»»
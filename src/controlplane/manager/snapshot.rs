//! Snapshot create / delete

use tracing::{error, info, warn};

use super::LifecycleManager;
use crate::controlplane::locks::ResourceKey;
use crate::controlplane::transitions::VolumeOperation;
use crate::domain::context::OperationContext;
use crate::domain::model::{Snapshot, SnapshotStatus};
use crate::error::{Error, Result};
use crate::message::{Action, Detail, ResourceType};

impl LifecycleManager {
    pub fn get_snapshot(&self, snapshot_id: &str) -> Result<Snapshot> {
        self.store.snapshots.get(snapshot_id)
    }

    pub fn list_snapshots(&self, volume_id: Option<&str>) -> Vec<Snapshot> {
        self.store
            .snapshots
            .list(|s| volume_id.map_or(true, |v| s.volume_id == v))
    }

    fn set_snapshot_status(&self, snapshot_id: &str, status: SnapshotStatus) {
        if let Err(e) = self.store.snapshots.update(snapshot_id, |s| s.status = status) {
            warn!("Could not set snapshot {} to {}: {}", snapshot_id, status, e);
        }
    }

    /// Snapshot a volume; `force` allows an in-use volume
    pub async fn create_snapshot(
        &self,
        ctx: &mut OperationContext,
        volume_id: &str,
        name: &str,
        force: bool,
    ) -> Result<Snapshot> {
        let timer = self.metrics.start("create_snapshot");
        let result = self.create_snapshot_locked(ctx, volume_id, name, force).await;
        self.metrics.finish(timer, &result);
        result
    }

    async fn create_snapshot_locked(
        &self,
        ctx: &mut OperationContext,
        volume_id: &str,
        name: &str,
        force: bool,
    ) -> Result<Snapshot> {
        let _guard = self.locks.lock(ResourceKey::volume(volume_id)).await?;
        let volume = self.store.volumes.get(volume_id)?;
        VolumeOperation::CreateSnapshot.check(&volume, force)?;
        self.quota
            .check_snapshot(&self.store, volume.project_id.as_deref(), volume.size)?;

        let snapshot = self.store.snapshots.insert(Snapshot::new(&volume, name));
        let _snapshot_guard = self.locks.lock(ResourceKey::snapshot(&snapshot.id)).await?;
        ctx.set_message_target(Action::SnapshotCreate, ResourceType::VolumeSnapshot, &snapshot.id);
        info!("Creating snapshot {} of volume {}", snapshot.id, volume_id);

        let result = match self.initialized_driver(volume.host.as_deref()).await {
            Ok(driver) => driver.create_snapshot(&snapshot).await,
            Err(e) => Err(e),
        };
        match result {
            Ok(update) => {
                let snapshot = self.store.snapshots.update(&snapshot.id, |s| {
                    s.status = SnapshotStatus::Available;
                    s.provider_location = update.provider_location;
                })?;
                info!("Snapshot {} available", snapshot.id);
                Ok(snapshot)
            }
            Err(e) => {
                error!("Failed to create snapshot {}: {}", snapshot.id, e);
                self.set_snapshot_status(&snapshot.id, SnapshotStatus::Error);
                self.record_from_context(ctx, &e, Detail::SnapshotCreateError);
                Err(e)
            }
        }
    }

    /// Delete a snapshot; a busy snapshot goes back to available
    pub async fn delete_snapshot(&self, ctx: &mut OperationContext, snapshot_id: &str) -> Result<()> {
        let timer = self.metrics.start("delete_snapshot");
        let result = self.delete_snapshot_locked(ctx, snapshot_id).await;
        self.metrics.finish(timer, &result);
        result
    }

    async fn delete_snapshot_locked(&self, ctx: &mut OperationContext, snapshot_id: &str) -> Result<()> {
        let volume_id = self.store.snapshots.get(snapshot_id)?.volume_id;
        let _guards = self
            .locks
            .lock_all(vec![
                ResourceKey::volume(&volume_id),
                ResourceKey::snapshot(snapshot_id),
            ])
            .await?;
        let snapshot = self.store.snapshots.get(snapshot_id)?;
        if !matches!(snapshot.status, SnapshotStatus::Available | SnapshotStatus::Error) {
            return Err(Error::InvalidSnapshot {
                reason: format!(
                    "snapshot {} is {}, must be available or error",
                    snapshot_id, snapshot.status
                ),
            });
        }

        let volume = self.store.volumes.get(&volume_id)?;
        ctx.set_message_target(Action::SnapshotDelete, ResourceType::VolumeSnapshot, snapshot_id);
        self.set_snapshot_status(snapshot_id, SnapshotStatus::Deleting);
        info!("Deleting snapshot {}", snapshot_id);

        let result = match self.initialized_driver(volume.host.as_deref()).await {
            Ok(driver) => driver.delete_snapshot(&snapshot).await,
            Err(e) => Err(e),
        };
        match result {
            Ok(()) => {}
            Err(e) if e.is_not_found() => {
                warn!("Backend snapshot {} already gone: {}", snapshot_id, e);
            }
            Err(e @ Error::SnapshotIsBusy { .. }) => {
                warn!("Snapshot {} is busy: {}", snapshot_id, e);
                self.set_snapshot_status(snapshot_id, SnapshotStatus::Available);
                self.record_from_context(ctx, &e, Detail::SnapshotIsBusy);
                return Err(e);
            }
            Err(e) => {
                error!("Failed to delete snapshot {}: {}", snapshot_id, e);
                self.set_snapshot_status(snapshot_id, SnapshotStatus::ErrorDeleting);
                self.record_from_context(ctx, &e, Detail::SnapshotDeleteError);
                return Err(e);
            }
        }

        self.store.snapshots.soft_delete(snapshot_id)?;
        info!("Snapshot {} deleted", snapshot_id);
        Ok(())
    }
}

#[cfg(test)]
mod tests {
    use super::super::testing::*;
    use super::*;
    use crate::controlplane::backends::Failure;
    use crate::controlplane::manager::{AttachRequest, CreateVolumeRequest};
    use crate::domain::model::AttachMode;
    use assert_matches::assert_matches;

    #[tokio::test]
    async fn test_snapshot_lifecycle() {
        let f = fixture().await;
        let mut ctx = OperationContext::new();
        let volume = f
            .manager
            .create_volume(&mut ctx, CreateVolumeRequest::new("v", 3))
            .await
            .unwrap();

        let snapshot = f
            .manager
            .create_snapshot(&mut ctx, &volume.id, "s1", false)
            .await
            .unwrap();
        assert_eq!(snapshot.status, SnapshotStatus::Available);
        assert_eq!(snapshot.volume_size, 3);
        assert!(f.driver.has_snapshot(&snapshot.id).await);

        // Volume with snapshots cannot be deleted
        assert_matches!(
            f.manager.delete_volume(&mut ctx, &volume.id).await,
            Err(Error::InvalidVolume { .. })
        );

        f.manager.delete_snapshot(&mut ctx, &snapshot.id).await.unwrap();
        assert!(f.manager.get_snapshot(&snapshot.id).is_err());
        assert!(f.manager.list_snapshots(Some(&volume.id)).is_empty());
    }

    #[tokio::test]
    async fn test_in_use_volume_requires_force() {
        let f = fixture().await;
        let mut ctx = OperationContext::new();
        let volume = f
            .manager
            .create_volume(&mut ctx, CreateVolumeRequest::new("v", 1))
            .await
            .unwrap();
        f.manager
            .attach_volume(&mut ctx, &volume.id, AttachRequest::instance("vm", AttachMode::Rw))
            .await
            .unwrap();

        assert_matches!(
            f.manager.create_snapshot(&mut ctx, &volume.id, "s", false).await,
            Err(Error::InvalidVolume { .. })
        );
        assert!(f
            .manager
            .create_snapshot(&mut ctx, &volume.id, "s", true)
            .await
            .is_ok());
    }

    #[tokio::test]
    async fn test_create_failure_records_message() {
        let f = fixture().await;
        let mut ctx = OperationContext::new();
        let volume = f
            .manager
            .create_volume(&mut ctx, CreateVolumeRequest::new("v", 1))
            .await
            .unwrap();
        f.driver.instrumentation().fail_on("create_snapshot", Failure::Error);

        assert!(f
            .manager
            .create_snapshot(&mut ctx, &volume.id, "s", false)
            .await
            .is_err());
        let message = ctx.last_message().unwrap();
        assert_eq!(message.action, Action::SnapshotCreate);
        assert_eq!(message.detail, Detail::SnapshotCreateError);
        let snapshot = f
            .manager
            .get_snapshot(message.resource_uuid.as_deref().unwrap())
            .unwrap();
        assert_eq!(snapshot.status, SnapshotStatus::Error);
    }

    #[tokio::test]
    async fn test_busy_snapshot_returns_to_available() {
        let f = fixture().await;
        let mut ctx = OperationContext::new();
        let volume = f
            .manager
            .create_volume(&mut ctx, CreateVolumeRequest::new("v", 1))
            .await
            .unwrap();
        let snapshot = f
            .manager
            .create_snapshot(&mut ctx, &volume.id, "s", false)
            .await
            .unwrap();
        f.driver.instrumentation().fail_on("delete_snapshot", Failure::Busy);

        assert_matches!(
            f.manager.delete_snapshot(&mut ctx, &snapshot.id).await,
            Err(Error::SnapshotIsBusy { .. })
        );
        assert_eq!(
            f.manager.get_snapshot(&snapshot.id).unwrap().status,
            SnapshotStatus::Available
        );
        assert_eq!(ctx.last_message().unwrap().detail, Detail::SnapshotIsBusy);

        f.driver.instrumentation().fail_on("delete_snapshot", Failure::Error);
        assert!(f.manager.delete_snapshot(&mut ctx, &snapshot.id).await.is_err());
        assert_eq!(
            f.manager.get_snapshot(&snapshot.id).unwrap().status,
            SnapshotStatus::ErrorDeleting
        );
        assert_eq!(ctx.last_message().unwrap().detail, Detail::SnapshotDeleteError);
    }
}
««
[Problem requirements]: Note every line of the records that holds the word "Failed", and copy it.

[Reply to the exercise]:
                error!("Failed to create snapshot {}: {}", snapshot.id, e);
                error!("Failed to delete snapshot {}: {}", snapshot_id, e);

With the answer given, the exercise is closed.